Though fraught with problems, reproductive cloning at least strives to reproduce a human being and, in principle, preserves the value of human life.[1] Therapeutic cloning, on the other hand, creates human embryos merely as a source of embryonic stem cells. Some in the biomedical community hope to develop techniques to generate replacement tissues from these embryonic stem cells. Implanting replacement tissue into damaged and diseased organs would provide the opportunity to treat and possibly cure many dreaded diseases and debilitating injuries. Tragically, however, in order to harvest stem cells from human embryos, the embryos must be destroyed. Crudely put, therapeutic cloning looks to generate human embryos solely for the body parts they can provide.
Recent and ongoing research suggests an alternative approach that can achieve the same goal (repair of damaged or diseased organs) without destroying human embryos.
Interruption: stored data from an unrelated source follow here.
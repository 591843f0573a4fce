//! BSIM3v3-class MOSFET.
//!
//! Each instance has four external terminals (drain, gate, source, bulk)
//! and, when the diffusion sheet resistance is non-zero, internal
//! drain-prime and source-prime nodes. The intrinsic device is evaluated
//! in the n-type forward frame; when `vds < 0` the drain and source roles
//! are exchanged and the resulting stamps are permuted back, so forward
//! and reverse operation share one code path.

mod check;
pub mod eval;
pub mod params;
pub mod temp;

use self::eval::{ChargeEval, DcEval};
use self::params::{InstanceParams, ModelParams};
use self::temp::SizeParams;
use super::limit::{critical_voltage, fetlim, limvds, pnjlim};
use super::{bad_param, no_instance, Device, DeviceKind, PairStamp, Setup};
use crate::context::{AnalysisMode, InitPhase, SimContext};
use crate::error::{NodalError, Result};
use crate::matrix::{MatrixHandle, SparseMatrix};
use crate::options::SimOptions;
use crate::report::{Reporter, Severity};
use num_complex::Complex64;
use tracing::debug;

/// Permittivity of silicon dioxide (F/m).
pub const EPSOX: f64 = 3.453_133e-11;
/// Permittivity of silicon (F/m).
pub const EPSSI: f64 = 1.035_94e-10;
pub(crate) const EXP_THRESHOLD: f64 = 34.0;
pub(crate) const MAX_EXP: f64 = 5.834_617_425e14;

// Terminal order used by every 4x4 array.
const DP: usize = 0;
const GATE: usize = 1;
const SP: usize = 2;
const BULK: usize = 3;
const FORWARD: [usize; 4] = [DP, GATE, SP, BULK];
const REVERSE: [usize; 4] = [SP, GATE, DP, BULK];

// State slots per instance.
const VBD: usize = 0;
const VBS: usize = 1;
const VGS: usize = 2;
const VDS: usize = 3;
const QG: usize = 4;
const QD: usize = 6;
const QB: usize = 8;
const NUM_STATES: usize = 10;

/// Linearization of one instance at its last evaluated bias, in the
/// n-type frame with the source-prime node as reference.
#[derive(Debug, Clone, Copy, Default)]
pub struct OpPoint {
    /// Terminal voltages `[dp, g, sp, b]` the model was evaluated at.
    pub v0: [f64; 4],
    /// Static currents into each terminal.
    pub current: [f64; 4],
    /// Static conductance Jacobian.
    pub gjac: [[f64; 4]; 4],
    /// Terminal capacitance matrix.
    pub cap: [[f64; 4]; 4],
    /// `1` forward, `-1` with drain and source exchanged.
    pub mode: i8,
    pub vth: f64,
    pub vdsat: f64,
    pub ids: f64,
    pub gm: f64,
    pub gds: f64,
    pub gmbs: f64,
}
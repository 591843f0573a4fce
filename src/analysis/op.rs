//! DC operating point.
//!
//! A plain Newton solve is tried first. When it fails the driver falls
//! back to gmin stepping: an extra conductance to ground on every node
//! regularizes the Jacobian and is lowered step by step, each step
//! starting from the last converged solution. If that also fails,
//! source stepping ramps every independent source up from a fraction of
//! its value.

use super::{begin_solution_plot, dump_solution, Analysis, OutputSink, PauseFlag, RunStatus};
use crate::circuit::Circuit;
use crate::context::{AnalysisMode, InitPhase};
use crate::error::Result;
use crate::newton;
use std::time::Instant;

/// Largest jump between two gmin levels, as a factor.
const GMIN_JUMP: f64 = 1e-3;
/// Source stepping gives up once a subdivided step gets this small.
const MIN_SOURCE_STEP: f64 = 1e-6;

/// A converged solution to fall back to when a continuation step fails.
struct Snapshot {
    solution: Vec<f64>,
    states: Vec<f64>,
}

impl Snapshot {
    fn take(circuit: &Circuit) -> Self {
        Self {
            solution: circuit.ctx.rhs_old.clone(),
            states: circuit.ctx.state0.clone(),
        }
    }

    fn restore(&self, circuit: &mut Circuit) {
        circuit.ctx.rhs_old.copy_from_slice(&self.solution);
        circuit.ctx.state0.copy_from_slice(&self.states);
    }
}

/// Solve the operating point in `mode`, leaving it in `ctx.rhs_old`.
pub fn operating_point(circuit: &mut Circuit, mode: AnalysisMode) -> Result<usize> {
    circuit.setup()?;
    let start = Instant::now();
    let ctx = &mut circuit.ctx;
    ctx.mode = mode;
    ctx.phase = InitPhase::Junction;
    ctx.diag_gmin = 0.0;
    ctx.src_fact = 1.0;
    ctx.rhs_old.iter_mut().for_each(|v| *v = 0.0);
    let itl = ctx.options.itl1;

    let result = match newton::solve(circuit, itl) {
        Err(e) if e.is_convergence_failure() => {
            tracing::info!(error = %e, "direct Newton failed, trying continuation methods");
            let mut outcome = Err(e);
            if circuit.ctx.options.gmin_steps > 0 {
                outcome = gmin_stepping(circuit);
            }
            match outcome {
                Err(e) if e.is_convergence_failure() && circuit.ctx.options.source_steps > 0 => {
                    tracing::info!(error = %e, "gmin stepping failed, trying source stepping");
                    source_stepping(circuit)
                }
                other => other,
            }
        }
        other => other,
    };

    let ctx = &mut circuit.ctx;
    ctx.diag_gmin = 0.0;
    ctx.src_fact = 1.0;
    ctx.stats.add_phase("Operating point", start.elapsed());
    if let Ok(iterations) = result {
        tracing::info!(iterations, "operating point converged");
    }
    result
}

/// Lower the extra diagonal conductance from a large value down to zero.
///
/// On success the next level is `GMIN_JUMP` times lower; on failure the
/// jump from the last good level is shortened by taking its square root.
fn gmin_stepping(circuit: &mut Circuit) -> Result<usize> {
    let opts = circuit.ctx.options.clone();
    let floor = opts.gmin;
    let mut target = floor * 10f64.powi(opts.gmin_steps as i32);
    let mut last_good: Option<(f64, Snapshot)> = None;
    let mut factor = GMIN_JUMP;
    let mut subdivisions = 0;
    let mut total = 0;

    circuit.ctx.rhs_old.iter_mut().for_each(|v| *v = 0.0);
    circuit.ctx.phase = InitPhase::Junction;

    loop {
        circuit.ctx.diag_gmin = target;
        tracing::debug!(target, "gmin step");
        match newton::solve(circuit, opts.itl1) {
            Ok(iterations) => {
                total += iterations;
                subdivisions = 0;
                factor = GMIN_JUMP;
                last_good = Some((target, Snapshot::take(circuit)));
                circuit.ctx.phase = InitPhase::Float;
                if target <= floor {
                    break;
                }
                target = (target * factor).max(floor);
            }
            Err(e) if e.is_convergence_failure() => {
                subdivisions += 1;
                if subdivisions > opts.gmin_steps {
                    tracing::error!("gmin stepping exhausted after {subdivisions} subdivisions");
                    circuit.ctx.diag_gmin = 0.0;
                    return Err(e);
                }
                match &last_good {
                    Some((good, snapshot)) => {
                        factor = factor.sqrt();
                        if factor > 0.9 {
                            circuit.ctx.diag_gmin = 0.0;
                            return Err(e);
                        }
                        target = (good * factor).max(floor);
                        snapshot.restore(circuit);
                        circuit.ctx.phase = InitPhase::Float;
                    }
                    None => {
                        // Nothing converged yet: start from a stiffer level.
                        target *= 10.0;
                        circuit.ctx.rhs_old.iter_mut().for_each(|v| *v = 0.0);
                        circuit.ctx.phase = InitPhase::Junction;
                    }
                }
                tracing::debug!(error = %e, target, subdivisions, "gmin step failed, subdividing");
            }
            Err(e) => {
                circuit.ctx.diag_gmin = 0.0;
                return Err(e);
            }
        }
    }

    circuit.ctx.diag_gmin = 0.0;
    circuit.ctx.phase = InitPhase::Float;
    let iterations = newton::solve(circuit, opts.itl1)?;
    tracing::info!("gmin stepping converged");
    Ok(total + iterations)
}

/// Ramp the independent sources from a fraction of their value to full
/// value, growing the step geometrically on success and halving it on
/// failure.
fn source_stepping(circuit: &mut Circuit) -> Result<usize> {
    let opts = circuit.ctx.options.clone();
    let mut last_good = 0.0;
    let mut snapshot: Option<Snapshot> = None;
    let mut target = 0.1_f64;
    let mut subdivisions = 0;
    let mut total = 0;

    circuit.ctx.diag_gmin = 0.0;
    circuit.ctx.rhs_old.iter_mut().for_each(|v| *v = 0.0);
    circuit.ctx.phase = InitPhase::Junction;

    loop {
        circuit.ctx.src_fact = target;
        tracing::debug!(target, "source step");
        match newton::solve(circuit, opts.itl1) {
            Ok(iterations) => {
                total += iterations;
                let prev_step = target - last_good;
                last_good = target;
                subdivisions = 0;
                if (target - 1.0).abs() < 1e-12 {
                    tracing::info!("source stepping converged");
                    return Ok(total);
                }
                snapshot = Some(Snapshot::take(circuit));
                target = (target + prev_step * 2.0).min(1.0);
            }
            Err(e) if e.is_convergence_failure() => {
                subdivisions += 1;
                if subdivisions > 2 * opts.source_steps {
                    tracing::error!("source stepping exhausted after {subdivisions} subdivisions at {target}");
                    return Err(e);
                }
                target = last_good + (target - last_good) / 2.0;
                if target - last_good < MIN_SOURCE_STEP {
                    tracing::error!("source stepping stalled at {last_good}");
                    return Err(e);
                }
                match &snapshot {
                    Some(s) => s.restore(circuit),
                    None => circuit.ctx.rhs_old.iter_mut().for_each(|v| *v = 0.0),
                }
                tracing::debug!(error = %e, target, subdivisions, "source step failed, subdividing");
            }
            Err(e) => return Err(e),
        }
        circuit.ctx.phase = if snapshot.is_some() { InitPhase::Float } else { InitPhase::Junction };
    }
}

/// Standalone operating-point analysis.
#[derive(Debug, Default)]
pub struct OpAnalysis;

impl OpAnalysis {
    pub fn new() -> Self {
        Self
    }
}

impl Analysis for OpAnalysis {
    fn name(&self) -> &'static str {
        "op"
    }

    fn run(&mut self, circuit: &mut Circuit, sink: &mut dyn OutputSink, pause: &PauseFlag) -> Result<RunStatus> {
        let _span = tracing::info_span!("op_analysis").entered();
        if pause.take() {
            return Ok(RunStatus::Paused);
        }
        operating_point(circuit, AnalysisMode::DcOp)?;
        let plot = begin_solution_plot(circuit, sink, "op", "Operating point", "point", false);
        dump_solution(circuit, sink, plot, 0.0);
        Ok(RunStatus::Completed)
    }
}

#[cfg(test)]
mod tests {
    use super::*;
    use crate::analysis::Recorder;
    use crate::device::diode::Diode;
    use crate::device::resistor::Resistor;
    use crate::device::vsource::VoltageSource;
    use crate::options::SimOptions;
    use approx::assert_abs_diff_eq;

    fn diode_circuit(options: SimOptions) -> Circuit {
        let mut ckt = Circuit::new(options);
        let mut v = VoltageSource::new("vsrc");
        v.add("v1", "in", "0", 5.0);
        let mut r = Resistor::new("res");
        r.add("r1", "in", "a", 1e3);
        let mut d = Diode::new("dmod");
        d.add("d1", "a", "0");
        ckt.add(v).unwrap();
        ckt.add(r).unwrap();
        ckt.add(d).unwrap();
        ckt
    }

    #[test]
    fn op_emits_one_point() {
        let mut ckt = diode_circuit(SimOptions::default());
        let mut rec = Recorder::new();
        let status = OpAnalysis::new().run(&mut ckt, &mut rec, &PauseFlag::new()).unwrap();
        assert_eq!(status, RunStatus::Completed);
        let plot = rec.last().unwrap();
        assert_eq!(plot.len(), 1);
        let va = plot.real_vector("V(a)").unwrap()[0];
        assert!(va > 0.6 && va < 0.8, "V(a) = {va}");
    }

    #[test]
    fn gmin_stepping_reaches_direct_solution() {
        let mut direct = diode_circuit(SimOptions::default());
        operating_point(&mut direct, AnalysisMode::DcOp).unwrap();
        let expected = direct.node_voltage("a").unwrap();

        let mut stepped = diode_circuit(SimOptions::default());
        stepped.setup().unwrap();
        gmin_stepping(&mut stepped).unwrap();
        assert_abs_diff_eq!(stepped.node_voltage("a").unwrap(), expected, epsilon = 1e-6);
        assert_eq!(stepped.ctx.diag_gmin, 0.0);
    }

    #[test]
    fn source_stepping_reaches_direct_solution() {
        let mut direct = diode_circuit(SimOptions::default());
        operating_point(&mut direct, AnalysisMode::DcOp).unwrap();
        let expected = direct.node_voltage("a").unwrap();

        let mut stepped = diode_circuit(SimOptions::default());
        stepped.setup().unwrap();
        source_stepping(&mut stepped).unwrap();
        assert_abs_diff_eq!(stepped.node_voltage("a").unwrap(), expected, epsilon = 1e-6);
    }

    #[test]
    fn starved_iteration_limit_falls_back_to_stepping() {
        let opts = SimOptions {
            itl1: 8,
            ..SimOptions::default()
        };
        let mut ckt = diode_circuit(opts);
        operating_point(&mut ckt, AnalysisMode::DcOp).unwrap();
        let va = ckt.node_voltage("a").unwrap();
        assert!(va > 0.6 && va < 0.8, "V(a) = {va}");
    }
}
One such approach, called “xenotransplantation” (the transplantation of living cells, tissues, and organs from one species to another species), turns to pigs as a source of organs for human transplants.[2]
To date, a number of obstacles have hindered pig-to-human xenotransplantation. The chief one is hyper-acute rejection (HAR)—the rejection of pig organs by the human recipient. HAR occurs because the sugar groups on the surface of pig and human cells differ.
A recent breakthrough, however, offers the hope that HAR can be overcome.[3] An international research team genetically engineered pig cells that lacked a functional form of the gene that codes for a key enzyme involved in the production of the cell surface sugars that cause HAR. The researchers then used these cells as the source of genetic material to clone pigs with organs that lacked the sugar groups responsible for HAR. In fact, the research team oversaw the birth of four normal, healthy piglets with organs suitable for human transplants.
With this advance, the biomedical community takes one more step toward successful xenotransplantation. The step forward in science also can be a step forward in ethics. Though the science of cloning presents opportunity to exploit and devalue human life, it may, on the other hand, provide the means to alleviate significant human suffering in a way that upholds the sanctity of human life.